Vie d’Éros Sambóko

J’ai un pied dans la lumière entrée par le volet disjoint. Pas de fenêtre, pas de vitre, mais un carré de bois et des éclats de peau. Ça sent le crépi-ciment, le corps vaguement humide, le bruit des premières autos, les draps sueux, le vent, un peu la pisse du matin, l’éveil de la ruelle. Je sors du trou de la nuit cherchant le rêve, rien. Des entrechoquements de marmites. Le crissement fibreux d’un balai. L’horrible commerce diurne dans l’impudeur des égouts. Je ne veux pas plus de jour qu’en donne le dehors contraint, pas plus que ce bris, j’attendrai couché une heure asociale pour sortir, l’œil mauvais et faussement éteint.

Vie d’Éros Sambóko #1

Paysage

Le sec s’insinue des lèvres jusqu’au pli des cuisses, des collines bordant un parc d’herbes brûlées aux deux tertres figés plus haut dans l’image. C’est une photographie à l’aperture secrète. La lumières des phares cercle sur le papier des taches de poussière, le ciel bas, la route.

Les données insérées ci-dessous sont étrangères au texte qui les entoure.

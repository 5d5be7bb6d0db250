//! Push notification channel
//!
//! A reconnect loop over an injected transport. Every received message is
//! appended to a bounded history and fanned out to live subscribers. After a
//! disconnect or failed connect the loop waits a fixed delay before trying
//! again, optionally giving up after a number of consecutive reconnects.

mod sse;

use std::collections::VecDeque;
use std::sync::Arc;
use std::time::Duration;

use async_trait::async_trait;
use chrono::{DateTime, Utc};
use serde::Serialize;
use tokio::sync::{broadcast, watch, RwLock};
use tracing::{debug, info, warn};

use crate::infra::ShutdownSignal;

pub use sse::{parse_sse_events, SseTransport};

const DEFAULT_RECONNECT_MS: u64 = 3_000;
const DEFAULT_HISTORY: usize = 50;

/// Notification channel errors
#[derive(Debug, thiserror::Error)]
pub enum NotificationError {
    #[error("notification connect failed: {0}")]
    Connect(String),

    #[error("notification stream failed: {0}")]
    Stream(String),

    #[error("gave up after {0} consecutive reconnects")]
    ReconnectLimit(u32),
}

/// One received notification
#[derive(Debug, Clone, PartialEq, Serialize)]
#[serde(rename_all = "camelCase")]
pub struct Notification {
    /// Position in the order of receipt
    pub sequence: u64,
    pub received_at: DateTime<Utc>,
    /// Message body; JSON when it parses, otherwise the raw text
    pub data: serde_json::Value,
}

/// Observable connection state
#[derive(Debug, Clone, Copy, PartialEq, Eq, Serialize)]
#[serde(tag = "state", rename_all = "snake_case")]
pub enum ReconnectState {
    Connecting,
    Connected,
    Waiting { attempt: u32 },
    Stopped,
}

/// An open notification stream
#[async_trait]
pub trait NotificationConnection: Send {
    /// Next message; `None` once the peer closes the stream
    async fn next(&mut self) -> Result<Option<String>, NotificationError>;
}

/// Opens notification streams
#[async_trait]
pub trait NotificationTransport: Send + Sync {
    async fn connect(&self) -> Result<Box<dyn NotificationConnection>, NotificationError>;
}

/// Delay capability
#[async_trait]
pub trait Sleeper: Send + Sync {
    async fn sleep(&self, duration: Duration);
}

/// Sleeper backed by the tokio timer
#[derive(Debug, Default, Clone, Copy)]
pub struct TokioSleeper;

#[async_trait]
impl Sleeper for TokioSleeper {
    async fn sleep(&self, duration: Duration) {
        tokio::time::sleep(duration).await;
    }
}

/// Notification channel configuration
#[derive(Debug, Clone)]
pub struct NotificationConfig {
    /// Stream endpoint
    pub url: String,
    /// Fixed wait between reconnect attempts
    pub reconnect_delay: Duration,
    /// Number of notifications kept in history
    pub history_size: usize,
    /// Consecutive reconnects before giving up; unbounded when `None`
    pub max_reconnects: Option<u32>,
}

impl NotificationConfig {
    pub fn new(url: impl Into<String>) -> Self {
        Self {
            url: url.into(),
            reconnect_delay: Duration::from_millis(DEFAULT_RECONNECT_MS),
            history_size: DEFAULT_HISTORY,
            max_reconnects: None,
        }
    }

    /// Load configuration from environment variables
    pub fn from_env() -> Option<Self> {
        let url = std::env::var("NOTIFICATIONS_URL").ok()?;
        let reconnect_ms = std::env::var("NOTIFICATIONS_RECONNECT_MS")
            .ok()
            .and_then(|s| s.parse().ok())
            .unwrap_or(DEFAULT_RECONNECT_MS);
        let history_size = std::env::var("NOTIFICATIONS_HISTORY")
            .ok()
            .and_then(|s| s.parse().ok())
            .unwrap_or(DEFAULT_HISTORY);
        let max_reconnects = std::env::var("NOTIFICATIONS_MAX_RECONNECTS")
            .ok()
            .and_then(|s| s.parse().ok());

        Some(Self {
            url,
            reconnect_delay: Duration::from_millis(reconnect_ms),
            history_size,
            max_reconnects,
        })
    }
}

/// Bounded ring buffer of the most recent notifications
#[derive(Debug)]
pub struct NotificationHistory {
    capacity: usize,
    items: VecDeque<Notification>,
    next_sequence: u64,
}

impl NotificationHistory {
    pub fn new(capacity: usize) -> Self {
        Self {
            capacity,
            items: VecDeque::with_capacity(capacity),
            next_sequence: 0,
        }
    }

    /// Record a message, evicting the oldest one when full
    pub fn push(&mut self, raw: &str) -> Notification {
        let data = serde_json::from_str(raw)
            .unwrap_or_else(|_| serde_json::Value::String(raw.to_string()));
        let notification = Notification {
            sequence: self.next_sequence,
            received_at: Utc::now(),
            data,
        };
        self.next_sequence += 1;

        if self.capacity > 0 {
            if self.items.len() == self.capacity {
                self.items.pop_front();
            }
            self.items.push_back(notification.clone());
        }
        notification
    }

    /// Oldest first
    pub fn snapshot(&self) -> Vec<Notification> {
        self.items.iter().cloned().collect()
    }

    pub fn len(&self) -> usize {
        self.items.len()
    }

    pub fn is_empty(&self) -> bool {
        self.items.is_empty()
    }

    pub fn capacity(&self) -> usize {
        self.capacity
    }
}

/// Reconnecting notification listener
pub struct NotificationChannel {
    transport: Arc<dyn NotificationTransport>,
    sleeper: Arc<dyn Sleeper>,
    reconnect_delay: Duration,
    max_reconnects: Option<u32>,
    history: RwLock<NotificationHistory>,
    live: broadcast::Sender<Notification>,
    state: watch::Sender<ReconnectState>,
}

impl NotificationChannel {
    pub fn new(
        transport: Arc<dyn NotificationTransport>,
        sleeper: Arc<dyn Sleeper>,
        config: &NotificationConfig,
    ) -> Self {
        let (live, _) = broadcast::channel(config.history_size.max(16));
        let (state, _) = watch::channel(ReconnectState::Connecting);
        Self {
            transport,
            sleeper,
            reconnect_delay: config.reconnect_delay,
            max_reconnects: config.max_reconnects,
            history: RwLock::new(NotificationHistory::new(config.history_size)),
            live,
            state,
        }
    }

    /// Channel over server-sent events at `config.url`
    pub fn sse(config: &NotificationConfig) -> Self {
        Self::new(
            Arc::new(SseTransport::new(config.url.clone())),
            Arc::new(TokioSleeper),
            config,
        )
    }

    /// Live notifications received after subscribing
    pub fn subscribe(&self) -> broadcast::Receiver<Notification> {
        self.live.subscribe()
    }

    pub fn watch_state(&self) -> watch::Receiver<ReconnectState> {
        self.state.subscribe()
    }

    pub fn state(&self) -> ReconnectState {
        *self.state.borrow()
    }

    /// Buffered history, oldest first
    pub async fn history(&self) -> Vec<Notification> {
        self.history.read().await.snapshot()
    }

    fn set_state(&self, state: ReconnectState) {
        self.state.send_replace(state);
    }

    async fn record(&self, raw: &str) {
        let notification = self.history.write().await.push(raw);
        debug!(sequence = notification.sequence, "Notification received");
        // no live subscribers is fine
        let _ = self.live.send(notification);
    }

    /// Drain one connection until it closes, fails, or shutdown
    ///
    /// Returns true when shutdown was requested.
    async fn pump(
        &self,
        mut connection: Box<dyn NotificationConnection>,
        shutdown: &mut ShutdownSignal,
    ) -> bool {
        loop {
            tokio::select! {
                message = connection.next() => match message {
                    Ok(Some(raw)) => self.record(&raw).await,
                    Ok(None) => {
                        info!("Notification stream closed by peer");
                        return false;
                    }
                    Err(e) => {
                        warn!(error = %e, "Notification stream failed");
                        return false;
                    }
                },
                _ = shutdown.wait() => return true,
            }
        }
    }

    /// Run the reconnect loop until shutdown or the reconnect limit
    pub async fn run(&self, mut shutdown: ShutdownSignal) -> Result<(), NotificationError> {
        let mut attempt: u32 = 0;

        while !shutdown.is_shutdown() {
            self.set_state(ReconnectState::Connecting);

            let connected = tokio::select! {
                result = self.transport.connect() => result,
                _ = shutdown.wait() => break,
            };

            match connected {
                Ok(connection) => {
                    info!("Notification stream connected");
                    self.set_state(ReconnectState::Connected);
                    attempt = 0;
                    if self.pump(connection, &mut shutdown).await {
                        break;
                    }
                }
                Err(e) => warn!(error = %e, "Notification connect failed"),
            }

            attempt += 1;
            if let Some(max) = self.max_reconnects {
                if attempt > max {
                    warn!(max, "Notification reconnect limit reached");
                    self.set_state(ReconnectState::Stopped);
                    return Err(NotificationError::ReconnectLimit(max));
                }
            }

            self.set_state(ReconnectState::Waiting { attempt });
            debug!(attempt, delay_ms = self.reconnect_delay.as_millis() as u64, "Reconnecting");
            tokio::select! {
                _ = self.sleeper.sleep(self.reconnect_delay) => {}
                _ = shutdown.wait() => break,
            }
        }

        self.set_state(ReconnectState::Stopped);
        Ok(())
    }

    /// Run the loop on a background task
    pub fn spawn(
        self: &Arc<Self>,
        shutdown: ShutdownSignal,
    ) -> tokio::task::JoinHandle<Result<(), NotificationError>> {
        let channel = Arc::clone(self);
        tokio::spawn(async move { channel.run(shutdown).await })
    }
}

Férir à petits coups ta bouche, ouvrir le puits alors qu’autour tombent les cendres. Corps lourds au lit, et tes os pèsent, nos jambes cognent la nuit qui nous enferre, la vieille nuit lunaire pâle à tirer du sang. Sommes-nous séparés mon amour par ce temps et le paysage défait, la saison, un mur noir et blanc ?

On marche avec lenteur en dix pour cent d’humide, sans voir devant soi, sans quelqu’un qui appelle, face au miroir impur. Face au cadre oppressant. À chercher l’embrasure du geste de mains sales, ce qui fleure sous les doigts.

On ne pense pas dans ce désert, on ne fait plus que tendre vers la pluie.

Paysage saison sèche

Ngola la nuit

Ngola s’aborde aussi la nuit, avec des corps d’ombres, ses lumières presque passées, défaites et le fil de son œil qui tourne à l’angle d’un désespoir. On voit des mains gémir contre le mur des cours et des vies de non vivre marcher là pour s’offrir au risque de la peau — la vitesse de l’auto fractionne les désirs. On voit des faces dont les yeux n’accordent le regard qu’à la honte d’autrui et sa fierté secrète, aux plissures cachées de l’iris dans l’orbe du hasard. Veillent des mannequins sans bras, blancs d’un silence trop plastique. Leurs songes froids de choses meurent au fond des boutiques, derrière sur un peu d’eau flottent les rognures du jour, tous les cheveux coupés, des rajouts qui n’ont plus de tête. Là où plus loin les néons clignotent, ayant rabattu sa capuche, quelqu’un rentre le cœur éteint.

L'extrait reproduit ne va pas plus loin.